TASK REQUIREMENTS:
Give back the entire listing that follows, exactly.
[AVAILABLE DATA — start]
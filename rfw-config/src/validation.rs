//! Non-fatal checks run after a successful load.

use once_cell::sync::Lazy;
use regex::Regex;

use crate::{
    constants::URL_KEY_PREFIX,
    env::EnvSource,
    models::{Config, DiscoveryStop},
    util::non_empty_var,
};

static URL_KEY_PATTERN: Lazy<Regex> = Lazy::new(|| {
    Regex::new(&format!(r"^{}([1-9][0-9]*)$", regex::escape(URL_KEY_PREFIX)))
        .expect("url key regex should compile")
});

/// Non-fatal finding about an otherwise valid configuration.
#[derive(Debug, Clone, PartialEq, Eq)]
pub struct ConfigWarning {
    /// What looks wrong.
    pub message: String,
    /// How to fix it, when there is an obvious fix.
    pub hint: Option<String>,
}

/// Warnings collected during one load, in discovery order.
#[derive(Debug, Default, Clone, PartialEq, Eq)]
pub struct ConfigWarnings {
    /// Individual findings.
    pub items: Vec<ConfigWarning>,
}

impl ConfigWarnings {
    /// Record a warning together with a remediation hint.
    pub fn push_with_hint<S: Into<String>, H: Into<String>>(&mut self, message: S, hint: H) {
        self.items.push(ConfigWarning {
            message: message.into(),
            hint: Some(hint.into()),
        });
    }

    /// `true` when nothing was reported.
    pub fn is_empty(&self) -> bool {
        self.items.is_empty()
    }

    /// Number of warnings.
    pub fn len(&self) -> usize {
        self.items.len()
    }

    /// Warnings in the order they were recorded.
    pub fn iter(&self) -> impl Iterator<Item = &ConfigWarning> {
        self.items.iter()
    }
}

/// `URL_{n}` keys holding a value that discovery never reached, ordered by
/// index.
pub fn stranded_url_keys<E: EnvSource + ?Sized>(
    env: &E,
    stop: DiscoveryStop,
) -> Vec<(usize, String)> {
    let last_read = match stop {
        DiscoveryStop::Gap { index } => index,
        DiscoveryStop::IndexCap { cap } => cap,
    };

    let mut stranded: Vec<(usize, String)> = env
        .keys()
        .into_iter()
        .filter_map(|key| {
            let index = URL_KEY_PATTERN
                .captures(&key)?
                .get(1)?
                .as_str()
                .parse::<usize>()
                .ok()?;
            (index > last_read).then_some((index, key))
        })
        .filter(|(_, key)| non_empty_var(env, key).is_some())
        .collect();
    stranded.sort_unstable();
    stranded
}

/// Inspect a loaded configuration against its source.
pub fn collect_warnings<E: EnvSource + ?Sized>(env: &E, config: &Config) -> ConfigWarnings {
    let mut warnings = ConfigWarnings::default();
    let stop = config.metadata.url_discovery;

    if let DiscoveryStop::IndexCap { cap } = stop {
        warnings.push_with_hint(
            format!("URL discovery stopped at the index cap of {cap}"),
            "Keys past the cap are never read; split the targets across deployments",
        );
    }

    for (_, key) in stranded_url_keys(env, stop) {
        let message = match stop {
            DiscoveryStop::Gap { index } => format!(
                "{key} is set but ignored: URL discovery stopped at the missing {URL_KEY_PREFIX}{index}"
            ),
            DiscoveryStop::IndexCap { cap } => {
                format!("{key} is set but ignored: it lies past the index cap of {cap}")
            }
        };
        warnings.push_with_hint(message, "Number URL variables consecutively starting at URL_1");
    }

    warnings
}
[AVAILABLE DATA — finish]
RESPONSE TO THE TASK:
filename rfw-config/src/validation.rs
//! Non-fatal checks run after a successful load.

use once_cell::sync::Lazy;
use regex::Regex;

use crate::{
    constants::URL_KEY_PREFIX,
    env::EnvSource,
    models::{Config, DiscoveryStop},
    util::non_empty_var,
};

static URL_KEY_PATTERN: Lazy<Regex> = Lazy::new(|| {
    Regex::new(&format!(r"^{}([1-9][0-9]*)$", regex::escape(URL_KEY_PREFIX)))
        .expect("url key regex should compile")
});

/// Non-fatal finding about an otherwise valid configuration.
#[derive(Debug, Clone, PartialEq, Eq)]
pub struct ConfigWarning {
    /// What looks wrong.
    pub message: String,
    /// How to fix it, when there is an obvious fix.
    pub hint: Option<String>,
}

/// Warnings collected during one load, in discovery order.
#[derive(Debug, Default, Clone, PartialEq, Eq)]
pub struct ConfigWarnings {
    /// Individual findings.
    pub items: Vec<ConfigWarning>,
}

impl ConfigWarnings {
    /// Record a warning together with a remediation hint.
    pub fn push_with_hint<S: Into<String>, H: Into<String>>(&mut self, message: S, hint: H) {
        self.items.push(ConfigWarning {
            message: message.into(),
            hint: Some(hint.into()),
        });
    }

    /// `true` when nothing was reported.
    pub fn is_empty(&self) -> bool {
        self.items.is_empty()
    }

    /// Number of warnings.
    pub fn len(&self) -> usize {
        self.items.len()
    }

    /// Warnings in the order they were recorded.
    pub fn iter(&self) -> impl Iterator<Item = &ConfigWarning> {
        self.items.iter()
    }
}

/// `URL_{n}` keys holding a value that discovery never reached, ordered by
/// index.
pub fn stranded_url_keys<E: EnvSource + ?Sized>(
    env: &E,
    stop: DiscoveryStop,
) -> Vec<(usize, String)> {
    let last_read = match stop {
        DiscoveryStop::Gap { index } => index,
        DiscoveryStop::IndexCap { cap } => cap,
    };

    let mut stranded: Vec<(usize, String)> = env
        .keys()
        .into_iter()
        .filter_map(|key| {
            let index = URL_KEY_PATTERN
                .captures(&key)?
                .get(1)?
                .as_str()
                .parse::<usize>()
                .ok()?;
            (index > last_read).then_some((index, key))
        })
        .filter(|(_, key)| non_empty_var(env, key).is_some())
        .collect();
    stranded.sort_unstable();
    stranded
}

/// Inspect a loaded configuration against its source.
pub fn collect_warnings<E: EnvSource + ?Sized>(env: &E, config: &Config) -> ConfigWarnings {
    let mut warnings = ConfigWarnings::default();
    let stop = config.metadata.url_discovery;

    if let DiscoveryStop::IndexCap { cap } = stop {
        warnings.push_with_hint(
            format!("URL discovery stopped at the index cap of {cap}"),
            "Keys past the cap are never read; split the targets across deployments",
        );
    }

    for (_, key) in stranded_url_keys(env, stop) {
        let message = match stop {
            DiscoveryStop::Gap { index } => format!(
                "{key} is set but ignored: URL discovery stopped at the missing {URL_KEY_PREFIX}{index}"
            ),
            DiscoveryStop::IndexCap { cap } => {
                format!("{key} is set but ignored: it lies past the index cap of {cap}")
            }
        };
        warnings.push_with_hint(message, "Number URL variables consecutively starting at URL_1");
    }

    warnings
}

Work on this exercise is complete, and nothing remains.